Work task
Instruction for the data below: set down exactly the lines from the line with "pub fn date_to_string(date: NaiveDate)" to the line with "let local = instant.with_timezone(tz);", inclusive, and no others.
** Opening Source data block **
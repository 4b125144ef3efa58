use std::{path::PathBuf, sync::LazyLock};

use anyhow::Result;
use tracing::level_filters::LevelFilter;
use tracing_appender::rolling::Rotation;
use tracing_subscriber::{
    fmt::{format::FmtSpan, writer::MakeWriterExt},
    EnvFilter,
};

use super::dir::create_application_default_path;

/// Crates whose events end up in the logs. The daemon binary is its own crate.
const LOGGED_CRATES: [&str; 2] = ["daybook", "daybook_daemon"];

/// Which process is writing. Each gets its own set of log files.
#[derive(Debug, Clone, Copy, PartialEq, Eq)]
pub enum LogTarget {
    Cli,
    Daemon,
}

impl LogTarget {
    fn file_prefix(self) -> &'static str {
        match self {
            LogTarget::Cli => "cli",
            LogTarget::Daemon => "daemon",
        }
    }
}

/// Logs live in `<data dir>/logs`.
pub fn log_directory() -> Result<PathBuf> {
    Ok(create_application_default_path()?.join("logs"))
}

fn filter(log_level: Option<LevelFilter>) -> EnvFilter {
    let level = log_level
        .map(|v| v.to_string())
        .unwrap_or_else(|| std::env::var("RUST_LOG").unwrap_or_else(|_| "info".into()));
    let directives = LOGGED_CRATES
        .iter()
        .map(|name| format!("{name}={level}"))
        .collect::<Vec<_>>()
        .join(",");
    EnvFilter::new(directives)
}

/// Sets up daily rolling log files for `target`. Console output is only produced when
/// `show_std` is set, since the daemon normally runs detached.
pub fn enable_logging(
    target: LogTarget,
    log_level: Option<LevelFilter>,
    show_std: bool,
) -> Result<()> {
    let appender = tracing_appender::rolling::Builder::new()
        .rotation(Rotation::DAILY)
        .max_log_files(5)
        .filename_prefix(target.file_prefix())
        .build(log_directory()?)?;

    let stdout = std::io::stdout.with_filter(move |_| show_std);

    tracing_subscriber::fmt()
        .with_env_filter(filter(log_level))
        .with_span_events(FmtSpan::CLOSE)
        .with_writer(stdout.and(appender))
        .pretty()
        .init();
    Ok(())
}

pub static TEST_LOGGING: LazyLock<()> = LazyLock::new(|| {
    let _ = tracing_subscriber::fmt()
        .with_max_level(LevelFilter::TRACE)
        .with_test_writer()
        .pretty()
        .try_init();
});
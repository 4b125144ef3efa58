use chrono::{DateTime, Days, Local, NaiveDate, SubsecRound, TimeZone, Timelike, Utc};

/// Hour at which a new logical day starts unless configured otherwise.
pub const DEFAULT_DAY_BOUNDARY_HOUR: u32 = 7;

/// This is the standard way of converting a date to a string in daybook.
pub fn date_to_string(date: NaiveDate) -> String {
    date.format("%Y-%m-%d").to_string()
}

/// Drops sub-second precision. Every stored instant goes through this.
pub fn to_second(instant: DateTime<Utc>) -> DateTime<Utc> {
    instant.trunc_subsecs(0)
}

/// Returns the day an instant is attributed to. Activity before `boundary_hour` in local time
/// belongs to the previous calendar day, so a session that runs past midnight stays on one day.
pub fn logical_date(instant: DateTime<Utc>, boundary_hour: u32) -> NaiveDate {
    logical_date_in(instant, &Local, boundary_hour)
}

/// Same as [logical_date] but for an explicit timezone.
pub fn logical_date_in<Tz: TimeZone>(
    instant: DateTime<Utc>,
    tz: &Tz,
    boundary_hour: u32,
) -> NaiveDate {
    let local = instant.with_timezone(tz);
    let date = local.date_naive();
    if local.hour() < boundary_hour {
        date.checked_sub_days(Days::new(1)).unwrap_or(date)
    } else {
        date
    }
}

/// Logical date of the current moment.
pub fn today(boundary_hour: u32) -> NaiveDate {
    logical_date(Utc::now(), boundary_hour)
}
//! WASM bindings for core-runtime
//!
//! Exposes logging setup to JavaScript/TypeScript.

use crate::logging::{init_logging, LogFormat, LoggingConfig};
use bridge_traits::logging::LogLevel;
use wasm_bindgen::prelude::*;

fn to_js_error<E: std::fmt::Display>(err: E) -> JsValue {
    JsValue::from_str(&err.to_string())
}

/// JavaScript-accessible logging configuration
#[wasm_bindgen]
#[derive(Clone, Debug, Default)]
pub struct JsLoggingConfig {
    inner: LoggingConfig,
}

#[wasm_bindgen]
impl JsLoggingConfig {
    /// Create a new logging configuration with defaults
    #[wasm_bindgen(constructor)]
    pub fn new() -> Self {
        Self::default()
    }

    /// Set log format (0 = Pretty, 1 = Json, 2 = Compact)
    #[wasm_bindgen(js_name = setFormat)]
    pub fn set_format(&mut self, format: u8) {
        self.inner.format = match format {
            1 => LogFormat::Json,
            2 => LogFormat::Compact,
            _ => LogFormat::Pretty,
        };
    }

    /// Set minimum log level (0 = Trace, 1 = Debug, 2 = Info, 3 = Warn, 4 = Error)
    #[wasm_bindgen(js_name = setLevel)]
    pub fn set_level(&mut self, level: u8) {
        self.inner.level = match level {
            0 => LogLevel::Trace,
            1 => LogLevel::Debug,
            3 => LogLevel::Warn,
            4 => LogLevel::Error,
            _ => LogLevel::Info,
        };
    }

    /// Set custom filter string (e.g., "core_playback=debug,bridge_wasm=trace")
    #[wasm_bindgen(js_name = setFilter)]
    pub fn set_filter(&mut self, filter: String) {
        self.inner.filter = Some(filter);
    }

    /// Report span timings to the browser performance timeline
    #[wasm_bindgen(js_name = setSpans)]
    pub fn set_spans(&mut self, enable: bool) {
        self.inner.enable_spans = enable;
    }
}

impl JsLoggingConfig {
    /// The native configuration this wrapper carries.
    pub fn into_inner(self) -> LoggingConfig {
        self.inner
    }
}

/// Initialize logging system
#[wasm_bindgen(js_name = initLogging)]
pub fn init_logging_js(config: Option<JsLoggingConfig>) -> Result<(), JsValue> {
    init_logging(config.unwrap_or_default().into_inner()).map_err(to_js_error)
}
** Closing Source data block **
Response to the exercise
pub fn date_to_string(date: NaiveDate) -> String {
    date.format("%Y-%m-%d").to_string()
}

/// Drops sub-second precision. Every stored instant goes through this.
pub fn to_second(instant: DateTime<Utc>) -> DateTime<Utc> {
    instant.trunc_subsecs(0)
}

/// Returns the day an instant is attributed to. Activity before `boundary_hour` in local time
/// belongs to the previous calendar day, so a session that runs past midnight stays on one day.
pub fn logical_date(instant: DateTime<Utc>, boundary_hour: u32) -> NaiveDate {
    logical_date_in(instant, &Local, boundary_hour)
}

/// Same as [logical_date] but for an explicit timezone.
pub fn logical_date_in<Tz: TimeZone>(
    instant: DateTime<Utc>,
    tz: &Tz,
    boundary_hour: u32,
) -> NaiveDate {
    let local = instant.with_timezone(tz);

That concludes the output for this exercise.